Chicken/egg or egg/chicken (all free-range and antibiotic free, of course). Either way, New York City is Exhibit A. On sex, New Yorkers are a bunch of free-love libertines compared to the rest of the country. When it comes to food, we’re all fire and brimstone.

No matter that old-timers lament the de-sexing of Manhattan: We’re still the national capital of sexual freedom, choice, and, yes, excess. And we’re also some of the most ridiculous puritans about our food. The city has banned trans fats, the department of health harangues subway riders about drinking soda, and the mayor has publicly declared war on salt. Fast-food restaurants are required to list calorie counts on their menus. Manhattan is the thinnest county in the state. Jonathan Safran Foer lectures us about meat consumption from Brooklyn, while the New York Times churns out conventional-wisdom-making articles on what we should and shouldn’t eat. Upscale menus note the origin of every precious egg and spice on their menu, and the farmer’s market is the place to be seen on weekends. New Yorkers care deeply about skinniness, about exercise, about fat counts and factory farming and carbs and new restaurants and CSAs. Some of that’s healthy and some disordered, some of it’s some of it’s progressive and some merely trendy.

You may not agree with the way Eberstadt draws the line between sex and food — especially her very pointed last line, which I won’t give away here — but the piece is nonetheless an unforgettable read. As for me, I see the benefits of mild moralizing about both food and sex. I’d expound on that, but I’ve got to run: I want to get to Chipotle before the line gets too long.

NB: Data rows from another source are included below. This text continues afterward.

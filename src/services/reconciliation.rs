//! Reconciliation service
//!
//! Records money movement against vendor lines and keeps the reconciled
//! totals on each node in step with the event log. An event is applied to
//! exactly one vendor line, is append-only once recorded, and triggers a
//! full re-aggregation so every ancestor reflects it immediately.

use chrono::NaiveDate;

use crate::audit::EntityType;
use crate::error::{CostbookError, CostbookResult};
use crate::models::{
    CostCode, DocumentRecord, EventKind, FinancialEvent, ItemLineNode, Money, Project,
};
use crate::services::aggregation;
use crate::storage::Storage;

/// Service for recording financial events
pub struct ReconciliationService<'a> {
    storage: &'a Storage,
}

/// Input for recording an event against a vendor line
#[derive(Debug, Clone)]
pub struct EventInput {
    pub node: CostCode,
    pub kind: EventKind,
    pub amount: Money,
    pub date: NaiveDate,
    pub method: Option<String>,
    pub memo: Option<String>,
    pub document: Option<DocumentInput>,
}

impl EventInput {
    /// A bare event; callers fill in the optional fields
    pub fn new(node: CostCode, kind: EventKind, amount: Money, date: NaiveDate) -> Self {
        Self {
            node,
            kind,
            amount,
            date,
            method: None,
            memo: None,
            document: None,
        }
    }
}

/// Document details attached at recording time
///
/// Amount and date default to the event's own when omitted.
#[derive(Debug, Clone)]
pub struct DocumentInput {
    pub name: String,
    pub kind: String,
    pub amount: Option<Money>,
    pub date: Option<NaiveDate>,
}

/// A recorded event plus the vendor line it moved
#[derive(Debug, Clone)]
pub struct RecordedEvent {
    pub event: FinancialEvent,
    pub before: ItemLineNode,
    pub after: ItemLineNode,
}

impl<'a> ReconciliationService<'a> {
    /// Create a new reconciliation service
    pub fn new(storage: &'a Storage) -> Self {
        Self { storage }
    }

    fn find_project(&self, project: &str) -> CostbookResult<Project> {
        self.storage
            .projects
            .find(project)?
            .ok_or_else(|| CostbookError::project_not_found(project))
    }

    /// Record a money movement against a vendor line
    ///
    /// The event and the node totals commit together: if applying the amount
    /// or re-aggregating fails, nothing is stored and nothing is logged.
    pub fn record(&self, project: &str, input: EventInput) -> CostbookResult<RecordedEvent> {
        let project = self.find_project(project)?;
        let project_name = project.name.clone();

        let mut event = FinancialEvent::new(
            project.id,
            input.node.clone(),
            input.kind,
            input.amount,
            input.date,
        );
        event.method = input
            .method
            .as_deref()
            .map(str::trim)
            .filter(|m| !m.is_empty())
            .map(String::from);
        if let Some(memo) = &input.memo {
            event.memo = memo.trim().to_string();
        }
        if let Some(doc) = &input.document {
            event.document = Some(DocumentRecord::new(
                doc.name.trim(),
                doc.kind.trim(),
                doc.amount.unwrap_or(input.amount),
                input.node.clone(),
                doc.date.unwrap_or(input.date),
            ));
        }
        event
            .validate()
            .map_err(|e| CostbookError::Validation(e.to_string()))?;

        let kind = event.kind;
        let amount = event.amount;
        let (before, after) = self.storage.ledgers.with_mut(project.id, |hierarchy| {
            let node = hierarchy
                .get_mut(&input.node)
                .ok_or_else(|| CostbookError::item_line_not_found(input.node.to_string()))?;

            if node.is_category {
                return Err(CostbookError::Validation(format!(
                    "{} is a category; events are recorded against vendor lines",
                    node.code
                )));
            }

            let before = node.clone();
            apply_event(node, kind, amount)?;
            node.touch();
            let after = node.clone();

            aggregation::aggregate(hierarchy).map_err(|issues| {
                CostbookError::integrity(
                    project_name.clone(),
                    aggregation::describe_issues(&issues),
                )
            })?;

            Ok((before, after))
        })?;

        self.storage.events.append(event.clone())?;
        self.storage.ledgers.save()?;
        self.storage.events.save()?;

        self.storage.log_create(
            EntityType::FinancialEvent,
            event.id.to_string(),
            Some(format!("{} on {}", event.kind, event.node)),
            &event,
        )?;

        Ok(RecordedEvent {
            event,
            before,
            after,
        })
    }

    /// Event history for a project, optionally narrowed to one node. A
    /// category code covers its subtree.
    pub fn history(
        &self,
        project: &str,
        node: Option<&CostCode>,
    ) -> CostbookResult<Vec<FinancialEvent>> {
        let project = self.find_project(project)?;
        match node {
            Some(code) => self.storage.events.for_node(project.id, code),
            None => self.storage.events.for_project(project.id),
        }
    }
}

/// Apply one event to the vendor line's running totals
///
/// Invoices drive the cost side (invoiced and actual cost move together);
/// bills drive the revenue side the same way. Payments only move their own
/// total. A correction may reduce a total but never below zero.
fn apply_event(node: &mut ItemLineNode, kind: EventKind, amount: Money) -> CostbookResult<()> {
    match kind {
        EventKind::Invoice => {
            let total = node.invoiced + amount;
            if total.is_negative() {
                return Err(correction_error("invoiced", node.invoiced, amount));
            }
            node.invoiced = total;
            node.actual_cost = total;
        }
        EventKind::Bill => {
            let total = node.billed + amount;
            if total.is_negative() {
                return Err(correction_error("billed", node.billed, amount));
            }
            node.billed = total;
            node.actual_revenue = total;
        }
        EventKind::PaymentReceived => {
            let total = node.paid + amount;
            if total.is_negative() {
                return Err(correction_error("paid", node.paid, amount));
            }
            node.paid = total;
        }
        EventKind::PaymentMade => {
            let total = node.payments + amount;
            if total.is_negative() {
                return Err(correction_error("payments", node.payments, amount));
            }
            node.payments = total;
        }
    }
    Ok(())
}

fn correction_error(field: &str, current: Money, amount: Money) -> CostbookError {
    CostbookError::Ledger(format!(
        "Correction of {} would drive {} below zero (current total is {})",
        amount, field, current
    ))
}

6 responses to “On willpower, sex, and why New Yorkers are such puritans about what they eat for dinner.

  1. I read somewhere that — shocking — Manhattan is the thinnest county in the nation, not just the state. Not bad.

  2. I enjoy being skinny and having promiscuous sex. But apparently that should be assumed since I live in New York.

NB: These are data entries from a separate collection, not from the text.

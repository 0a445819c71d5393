//! Path management for costbook
//!
//! All files live under one base directory, resolved in this order:
//!
//! 1. `COSTBOOK_DATA_DIR` environment variable (if set)
//! 2. Unix (Linux/macOS): `$XDG_CONFIG_HOME/costbook` or `~/.config/costbook`
//! 3. Windows: `%APPDATA%\costbook`
//!
//! Settings and the audit log sit at the top; the JSON data files sit
//! under `data/`.

use std::path::{Path, PathBuf};

use crate::error::CostbookError;

/// Manages all paths used by costbook
#[derive(Debug, Clone)]
pub struct CostbookPaths {
    base_dir: PathBuf,
}

impl CostbookPaths {
    /// Resolve the base directory from the environment
    ///
    /// # Errors
    ///
    /// Returns an error if no override is set and the home directory
    /// cannot be determined.
    pub fn new() -> Result<Self, CostbookError> {
        let base_dir = match std::env::var_os("COSTBOOK_DATA_DIR") {
            Some(custom) => PathBuf::from(custom),
            None => resolve_default_path()?,
        };

        Ok(Self { base_dir })
    }

    /// Use a fixed base directory instead of resolving one (useful for testing)
    pub fn with_base_dir(base_dir: PathBuf) -> Self {
        Self { base_dir }
    }

    /// The base directory (~/.config/costbook/ or equivalent)
    pub fn base_dir(&self) -> &Path {
        &self.base_dir
    }

    /// The data directory holding the JSON files
    pub fn data_dir(&self) -> PathBuf {
        self.base_dir.join("data")
    }

    /// Path to the settings file
    pub fn settings_file(&self) -> PathBuf {
        self.base_dir.join("config.json")
    }

    /// Path to the audit log
    pub fn audit_log(&self) -> PathBuf {
        self.base_dir.join("audit.log")
    }

    /// Path to projects.json
    pub fn projects_file(&self) -> PathBuf {
        self.data_file("projects.json")
    }

    /// Path to ledgers.json (one cost hierarchy per project)
    pub fn ledgers_file(&self) -> PathBuf {
        self.data_file("ledgers.json")
    }

    /// Path to events.json (append-only financial events)
    pub fn events_file(&self) -> PathBuf {
        self.data_file("events.json")
    }

    /// Path to backstops.json
    pub fn backstops_file(&self) -> PathBuf {
        self.data_file("backstops.json")
    }

    fn data_file(&self, name: &str) -> PathBuf {
        self.data_dir().join(name)
    }

    /// Create the base and data directories if they are missing
    pub fn ensure_directories(&self) -> Result<(), CostbookError> {
        std::fs::create_dir_all(&self.base_dir)
            .map_err(|e| CostbookError::Io(format!("Failed to create base directory: {}", e)))?;

        std::fs::create_dir_all(self.data_dir())
            .map_err(|e| CostbookError::Io(format!("Failed to create data directory: {}", e)))?;

        Ok(())
    }

    /// Check if costbook has been initialized (config file exists)
    pub fn is_initialized(&self) -> bool {
        self.settings_file().exists()
    }
}

#[cfg(not(windows))]
fn resolve_default_path() -> Result<PathBuf, CostbookError> {
    // Unix: XDG_CONFIG_HOME when set, ~/.config otherwise
    let config_base = match std::env::var_os("XDG_CONFIG_HOME") {
        Some(dir) => PathBuf::from(dir),
        None => {
            let home = std::env::var_os("HOME").ok_or_else(|| {
                CostbookError::Config("Could not determine home directory".into())
            })?;
            PathBuf::from(home).join(".config")
        }
    };
    Ok(config_base.join("costbook"))
}

#[cfg(windows)]
fn resolve_default_path() -> Result<PathBuf, CostbookError> {
    let appdata = std::env::var_os("APPDATA")
        .ok_or_else(|| CostbookError::Config("Could not determine APPDATA directory".into()))?;
    Ok(PathBuf::from(appdata).join("costbook"))
}

#[cfg(test)]
mod tests {
    use super::*;
    use std::env;
    use tempfile::TempDir;

    #[test]
    fn test_custom_base_dir() {
        let temp_dir = TempDir::new().unwrap();
        let paths = CostbookPaths::with_base_dir(temp_dir.path().to_path_buf());

        assert_eq!(paths.base_dir(), temp_dir.path());
        assert_eq!(paths.data_dir(), temp_dir.path().join("data"));
    }

    #[test]
    fn test_env_var_override() {
        let temp_dir = TempDir::new().unwrap();

        env::set_var("COSTBOOK_DATA_DIR", temp_dir.path());

        let paths = CostbookPaths::new().unwrap();
        assert_eq!(paths.base_dir(), temp_dir.path());

        env::remove_var("COSTBOOK_DATA_DIR");
    }

    #[test]
    fn test_ensure_directories_is_idempotent() {
        let temp_dir = TempDir::new().unwrap();
        let paths = CostbookPaths::with_base_dir(temp_dir.path().to_path_buf());

        paths.ensure_directories().unwrap();
        paths.ensure_directories().unwrap();

        assert!(paths.data_dir().exists());
    }

    #[test]
    fn test_file_layout() {
        let temp_dir = TempDir::new().unwrap();
        let base = temp_dir.path();
        let paths = CostbookPaths::with_base_dir(base.to_path_buf());

        // Config and audit log at the top, data files below data/
        assert_eq!(paths.settings_file(), base.join("config.json"));
        assert_eq!(paths.audit_log(), base.join("audit.log"));
        for (got, name) in [
            (paths.projects_file(), "projects.json"),
            (paths.ledgers_file(), "ledgers.json"),
            (paths.events_file(), "events.json"),
            (paths.backstops_file(), "backstops.json"),
        ] {
            assert_eq!(got, base.join("data").join(name));
        }
    }
}
//! Strongly-typed ID wrappers for all entity types
//!
//! Using newtype wrappers prevents accidentally mixing up IDs from different
//! entity types at compile time. Item lines are addressed by their cost code
//! rather than a UUID; see `models::cost_code`.

use serde::{Deserialize, Serialize};
use std::fmt;
use std::str::FromStr;
use uuid::Uuid;

/// Generates a UUID-backed id newtype with a short display prefix.
macro_rules! define_id {
    ($name:ident, $display_prefix:literal) => {
        #[derive(Debug, Clone, Copy, PartialEq, Eq, Hash, Serialize, Deserialize)]
        #[serde(transparent)]
        pub struct $name(Uuid);

        impl $name {
            /// Mint a fresh random id
            pub fn new() -> Self {
                Self(Uuid::new_v4())
            }

            /// Borrow the underlying UUID
            pub fn as_uuid(&self) -> &Uuid {
                &self.0
            }
        }

        impl Default for $name {
            fn default() -> Self {
                Self::new()
            }
        }

        impl fmt::Display for $name {
            // Short form: prefix plus the first UUID field, e.g. "prj-550e8400"
            fn fmt(&self, f: &mut fmt::Formatter<'_>) -> fmt::Result {
                let (head, _, _, _) = self.0.as_fields();
                write!(f, "{}{:08x}", $display_prefix, head)
            }
        }

        impl From<Uuid> for $name {
            fn from(uuid: Uuid) -> Self {
                Self(uuid)
            }
        }

        impl FromStr for $name {
            type Err = uuid::Error;

            // Accepts a bare UUID or one carrying this type's display prefix
            fn from_str(s: &str) -> Result<Self, Self::Err> {
                let bare = s.strip_prefix($display_prefix).unwrap_or(s);
                Uuid::parse_str(bare).map(Self)
            }
        }
    };
}

define_id!(ProjectId, "prj-");
define_id!(EventId, "evt-");
define_id!(BackstopId, "bks-");
define_id!(DocumentId, "doc-");

#[cfg(test)]
mod tests {
    use super::*;

    const RAW: &str = "550e8400-e29b-41d4-a716-446655440000";

    #[test]
    fn test_display_short_form() {
        let id = ProjectId::from(Uuid::parse_str(RAW).unwrap());
        assert_eq!(id.to_string(), "prj-550e8400");

        let id = BackstopId::from(Uuid::parse_str(RAW).unwrap());
        assert_eq!(id.to_string(), "bks-550e8400");
    }

    #[test]
    fn test_fresh_ids_are_distinct() {
        let a = EventId::new();
        let b = EventId::new();
        assert_ne!(a, b);
        assert!(!a.as_uuid().is_nil());
    }

    #[test]
    fn test_serializes_as_bare_uuid() {
        let id = DocumentId::from(Uuid::parse_str(RAW).unwrap());
        let json = serde_json::to_string(&id).unwrap();
        assert_eq!(json, format!("\"{}\"", RAW));

        let back: DocumentId = serde_json::from_str(&json).unwrap();
        assert_eq!(back, id);
    }

    #[test]
    fn test_parse_accepts_bare_and_prefixed() {
        let bare: EventId = RAW.parse().unwrap();
        let prefixed: EventId = format!("evt-{}", RAW).parse().unwrap();
        assert_eq!(bare, prefixed);

        // Another type's prefix is not stripped
        assert!(format!("prj-{}", RAW).parse::<EventId>().is_err());
    }

    #[test]
    fn test_short_display_form_does_not_round_trip() {
        let id = ProjectId::new();
        assert!(id.to_string().parse::<ProjectId>().is_err());
    }
}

  3. Tennessee, that reminds me of that line from Annie Hall: “I love being reduced to a cultural stereotype.” Now go back to your arugula and your whores.

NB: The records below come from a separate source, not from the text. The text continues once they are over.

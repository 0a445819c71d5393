//! Ledger aggregation
//!
//! Rolls the eight money fields up from vendor leaves through every category
//! level. The pass runs inside the same write-lock section as the mutation
//! that made it necessary (see `LedgerRepository::with_mut`), so readers only
//! ever observe fully-aggregated snapshots.

use crate::models::{Hierarchy, IntegrityIssue, Money};

/// Re-derive every category's money fields from its direct children.
///
/// Walks the hierarchy post-order so each category sums children that are
/// already resolved. Structural problems (dangling parents, cycles) abort
/// the pass before any node is modified.
pub fn aggregate(hierarchy: &mut Hierarchy) -> Result<(), Vec<IntegrityIssue>> {
    let issues = hierarchy.integrity_issues();
    if !issues.is_empty() {
        return Err(issues);
    }

    for code in hierarchy.post_order_codes() {
        let is_category = match hierarchy.get(&code) {
            Some(node) => node.is_category,
            None => continue,
        };
        if !is_category {
            continue;
        }

        let children = hierarchy.children_of(&code);
        let estimated_cost: Money = children.iter().map(|c| c.estimated_cost).sum();
        let actual_cost: Money = children.iter().map(|c| c.actual_cost).sum();
        let estimated_revenue: Money = children.iter().map(|c| c.estimated_revenue).sum();
        let actual_revenue: Money = children.iter().map(|c| c.actual_revenue).sum();
        let invoiced: Money = children.iter().map(|c| c.invoiced).sum();
        let paid: Money = children.iter().map(|c| c.paid).sum();
        let billed: Money = children.iter().map(|c| c.billed).sum();
        let payments: Money = children.iter().map(|c| c.payments).sum();

        if let Some(node) = hierarchy.get_mut(&code) {
            node.estimated_cost = estimated_cost;
            node.actual_cost = actual_cost;
            node.estimated_revenue = estimated_revenue;
            node.actual_revenue = actual_revenue;
            node.invoiced = invoiced;
            node.paid = paid;
            node.billed = billed;
            node.payments = payments;
        }
    }

    Ok(())
}

/// Join integrity issues into the detail line of an integrity error
pub fn describe_issues(issues: &[IntegrityIssue]) -> String {
    issues
        .iter()
        .map(|issue| issue.to_string())
        .collect::<Vec<_>>()
        .join("; ")
}

/// Whole-project totals: the level-zero rollup over root categories
#[derive(Debug, Clone, Copy, Default, PartialEq, Eq)]
pub struct ProjectTotals {
    pub estimated_cost: Money,
    pub actual_cost: Money,
    pub estimated_revenue: Money,
    pub actual_revenue: Money,
    pub invoiced: Money,
    pub paid: Money,
    pub billed: Money,
    pub payments: Money,
}

impl ProjectTotals {
    pub fn estimated_profit(&self) -> Money {
        self.estimated_revenue - self.estimated_cost
    }

    pub fn actual_profit(&self) -> Money {
        self.actual_revenue - self.actual_cost
    }

    /// Cash position: payments received minus payments made
    pub fn net_cash(&self) -> Money {
        self.paid - self.payments
    }

    /// Billed to the client but not yet paid by them
    pub fn outstanding_receivable(&self) -> Money {
        self.billed - self.paid
    }

    /// Invoiced by vendors but not yet paid to them
    pub fn outstanding_payable(&self) -> Money {
        self.invoiced - self.payments
    }

    /// Actual profit over actual revenue, in basis points
    pub fn margin_bps(&self) -> Option<i64> {
        self.actual_profit().ratio_bps(self.actual_revenue)
    }

    /// Actual cost over estimated cost, in basis points
    pub fn cost_ratio_bps(&self) -> Option<i64> {
        self.actual_cost.ratio_bps(self.estimated_cost)
    }

    /// Payments received over invoiced total, in basis points
    pub fn cash_coverage_bps(&self) -> Option<i64> {
        self.paid.ratio_bps(self.invoiced)
    }
}

/// Sum the rollup fields over root categories. Expects an aggregated tree;
/// run after [`aggregate`], never in the middle of a mutation.
pub fn project_totals(hierarchy: &Hierarchy) -> ProjectTotals {
    let roots = hierarchy.roots();
    ProjectTotals {
        estimated_cost: roots.iter().map(|n| n.estimated_cost).sum(),
        actual_cost: roots.iter().map(|n| n.actual_cost).sum(),
        estimated_revenue: roots.iter().map(|n| n.estimated_revenue).sum(),
        actual_revenue: roots.iter().map(|n| n.actual_revenue).sum(),
        invoiced: roots.iter().map(|n| n.invoiced).sum(),
        paid: roots.iter().map(|n| n.paid).sum(),
        billed: roots.iter().map(|n| n.billed).sum(),
        payments: roots.iter().map(|n| n.payments).sum(),
    }
}
// Rust Coin Address Library
// Written by
//   The coinaddr developers
//
// To the extent possible under law, the author(s) have dedicated all
// copyright and related and neighboring rights to this software to
// the public domain worldwide. This software is distributed without
// any warranty.
//
// You should have received a copy of the CC0 Public Domain Dedication
// along with this software.
// If not, see <http://creativecommons.org/publicdomain/zero/1.0/>.
//

//! # Bit repacking
//!
//! Regroups a stream of big-endian `from`-bit values into `to`-bit values.
//! Used 8→5 when rendering base32 text and 5→8 when decoding it.

use std::fmt;

use crate::error::impl_std_error;

/// Leftover bits after an unpadded conversion could not be dropped silently.
#[derive(Debug, Clone, Copy, PartialEq, Eq)]
pub struct PaddingError {
    /// Number of bits left in the accumulator.
    pub leftover_bits: u32,
}

impl fmt::Display for PaddingError {
    fn fmt(&self, f: &mut fmt::Formatter) -> fmt::Result {
        write!(f, "encoding padding error: {} leftover bits", self.leftover_bits)
    }
}

impl_std_error!(PaddingError);

/// Converts `data`, a sequence of `from`-bit values, into `to`-bit values.
///
/// With `pad` set, a trailing partial group is left-aligned and emitted. Without it the
/// input must be consumed exactly: fewer than `from` bits may be left over and those must
/// all be zero.
///
/// # Panics
///
/// If `from` or `to` is not in `1..=8`, or an input value does not fit in `from` bits.
pub fn convert_bits(data: &[u8], from: u32, to: u32, pad: bool) -> Result<Vec<u8>, PaddingError> {
    assert!((1..=8).contains(&from) && (1..=8).contains(&to), "bit widths must be in 1..=8");

    let max_value: u32 = (1 << to) - 1;
    // Enough room for one pending input value plus a partial output group.
    let max_acc: u32 = (1 << (from + to - 1)) - 1;
    let mut acc: u32 = 0;
    let mut bits: u32 = 0;
    let mut ret = Vec::with_capacity(data.len() * from as usize / to as usize + 1);

    for &value in data {
        debug_assert!(u32::from(value) >> from == 0, "value {} wider than {} bits", value, from);
        acc = ((acc << from) | u32::from(value)) & max_acc;
        bits += from;
        while bits >= to {
            bits -= to;
            ret.push(((acc >> bits) & max_value) as u8);
        }
    }

    if pad {
        if bits > 0 {
            ret.push(((acc << (to - bits)) & max_value) as u8);
        }
    } else if bits >= from || ((acc << (to - bits)) & max_value) != 0 {
        return Err(PaddingError { leftover_bits: bits });
    }

    Ok(ret)
}

#[cfg(test)]
mod test {
    use super::*;

    #[test]
    fn eight_to_five_pads_last_group() {
        // 0xff 0x01 = 11111 11100 00000 1 -> last bit padded to 10000
        assert_eq!(convert_bits(&[0xff, 0x01], 8, 5, true).unwrap(), vec![31, 28, 0, 16]);
        assert_eq!(convert_bits(&[], 8, 5, true).unwrap(), Vec::<u8>::new());
    }

    #[test]
    fn unpadded_rejects_nonzero_leftover() {
        assert_eq!(convert_bits(&[31, 28, 0, 16], 5, 8, false).unwrap(), vec![0xff, 0x01]);
        // Last group carries a set bit that does not fit into a whole byte.
        assert_eq!(
            convert_bits(&[31, 28, 0, 17], 5, 8, false),
            Err(PaddingError { leftover_bits: 4 }),
        );
    }

    #[test]
    fn unpadded_rejects_whole_leftover_group() {
        // Two 5-bit groups leave 2 bits, one more group would leave 7 >= 5 bits.
        assert!(convert_bits(&[0, 0], 5, 8, false).is_ok());
        assert_eq!(convert_bits(&[0, 0, 0], 5, 8, false), Err(PaddingError { leftover_bits: 7 }));
    }

    #[test]
    fn five_eight_round_trip() {
        for _ in 0..64 {
            let len = rand::random::<usize>() % 70;
            let data: Vec<u8> = (0..len).map(|_| rand::random()).collect();
            let five = convert_bits(&data, 8, 5, true).unwrap();
            assert!(five.iter().all(|&v| v < 32));
            assert_eq!(convert_bits(&five, 5, 8, false).unwrap(), data);
        }
    }

    #[test]
    fn odd_widths() {
        // 0b101_011 as two 3-bit values -> one 6-bit value
        assert_eq!(convert_bits(&[0b101, 0b011], 3, 6, false).unwrap(), vec![0b101011]);
        assert_eq!(convert_bits(&[0b101011], 6, 1, false).unwrap(), vec![1, 0, 1, 0, 1, 1]);
    }
}
extern crate coinaddr;

use coinaddr::network::{NetworkProfile, BUILTIN_PROFILES};
use coinaddr::{base58, cashaddr, validate, Address};

fn do_test(data: &[u8]) {
    // Any 65 bytes tagged 0x04 derive an address that validates under its own profile.
    if data.len() == 65 {
        for &profile in BUILTIN_PROFILES.iter() {
            if let Ok(addr) = Address::new(data, profile) {
                assert_eq!(validate::validate(addr.as_str(), profile), Ok(()), "{}", addr);
            }
        }
    }

    let s = match std::str::from_utf8(data) {
        Ok(s) => s,
        Err(_) => return,
    };

    if let Ok(bytes) = base58::decode(s) {
        assert_eq!(base58::encode(&bytes), s);
    }
    if let Ok(decoded) = cashaddr::decode_address(s, "bitcoincash") {
        let reser = cashaddr::encode_address(&decoded.prefix, decoded.address_type, &decoded.hash).unwrap();
        let lower = s.to_lowercase();
        assert!(reser.ends_with(&lower[lower.rfind(':').map_or(0, |i| i + 1)..]));
    }
    let profiles: &[&NetworkProfile] = &BUILTIN_PROFILES;
    for profile in profiles {
        let _ = validate::validate(s, profile);
    }
}

#[cfg(feature = "afl")]
extern crate afl;
#[cfg(feature = "afl")]
fn main() {
    afl::read_stdio_bytes(|data| {
        do_test(&data);
    });
}

#[cfg(feature = "honggfuzz")]
#[macro_use] extern crate honggfuzz;
#[cfg(feature = "honggfuzz")]
fn main() {
    loop {
        fuzz!(|data| {
            do_test(data);
        });
    }
}

#[cfg(not(any(feature = "afl", feature = "honggfuzz")))]
fn main() {}

#[cfg(test)]
mod tests {
    #[test]
    fn legacy_and_cashaddr_inputs() {
        super::do_test(b"1BMfnF2h2absXr4JjNMzFeB1XP97NnNXfs");
        super::do_test(b"bitcoincash:qp4qttt9er93g0qwqtemzyw96d7p5jc25q4thz52r4");
        super::do_test(b"QPCENUHJNWK0XW4ST4X0PYN69VMRA29NNVGHRPM8JG");
    }

    #[test]
    fn key_input() {
        let mut key = vec![0x04];
        key.extend_from_slice(&[0x11; 64]);
        super::do_test(&key);
    }
}
// Rust Coin Address Library
// Written by
//   The coinaddr developers
//
// To the extent possible under law, the author(s) have dedicated all
// copyright and related and neighboring rights to this software to
// the public domain worldwide. This software is distributed without
// any warranty.
//
// You should have received a copy of the CC0 Public Domain Dedication
// along with this software.
// If not, see <http://creativecommons.org/publicdomain/zero/1.0/>.
//

//! Account names of chains that address accounts by name rather than by key hash.

/// Characters allowed in an EOS account name.
pub const EOS_ACCOUNT_CHARS: &str = ".12345abcdefghijklmnopqrstuvwxyz";

/// Longest EOS account name.
pub const EOS_ACCOUNT_MAX_LEN: usize = 12;

/// Whether `name` has at most 12 characters, all drawn from [`EOS_ACCOUNT_CHARS`].
///
/// Only the character set and length are checked; the empty name passes.
pub fn is_eos_account(name: &str) -> bool {
    name.len() <= EOS_ACCOUNT_MAX_LEN && name.chars().all(|c| EOS_ACCOUNT_CHARS.contains(c))
}

/// Whether `name` is 5 to 11 characters of `[a-z0-9_]`.
pub fn is_iost_account(name: &str) -> bool {
    (5..=11).contains(&name.len())
        && name.bytes().all(|b| b.is_ascii_lowercase() || b.is_ascii_digit() || b == b'_')
}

  4. Huh. I often compare food to sex, usually when someone is openly judging me for my lack of culinary adventurousness. (I’m sorry, but no, I will not eat something called “offal,” for example, no matter how expensive it is, and nobody has the right to judge that openly – even if I am quietly judging them in my head for eating things I wouldn’t give to a stray dog.) Food, music, and sex are private and personal tastes that cannot be openly judged. Also, while I’m at it!: it is not possible for a person’s taste in food to be “racist,” just to get that one out there!

  5. Lindsay, that is interesting. Maybe you’re at the forefront of an urban-populist backlash re: the new food snobbery. I like it! I wish your taste in desserts wasn’t so heterosexist, however.

  6. It’s a fantastic essay. I like the suggestion at the end that it’s all kind of arbitrary. It implies that humans have a biological need to parse some aspect of their existence in morally freighted ways – but whether it is sex or food or, I dunno, real estate or kinship is kind of irrelevant.

    In some societies you find somewhat relaxed attitudes towards sex and few food taboos, but incredibly elaborate cosmologies and beliefs in witchcraft. Or so Margaret Mead might have us believe.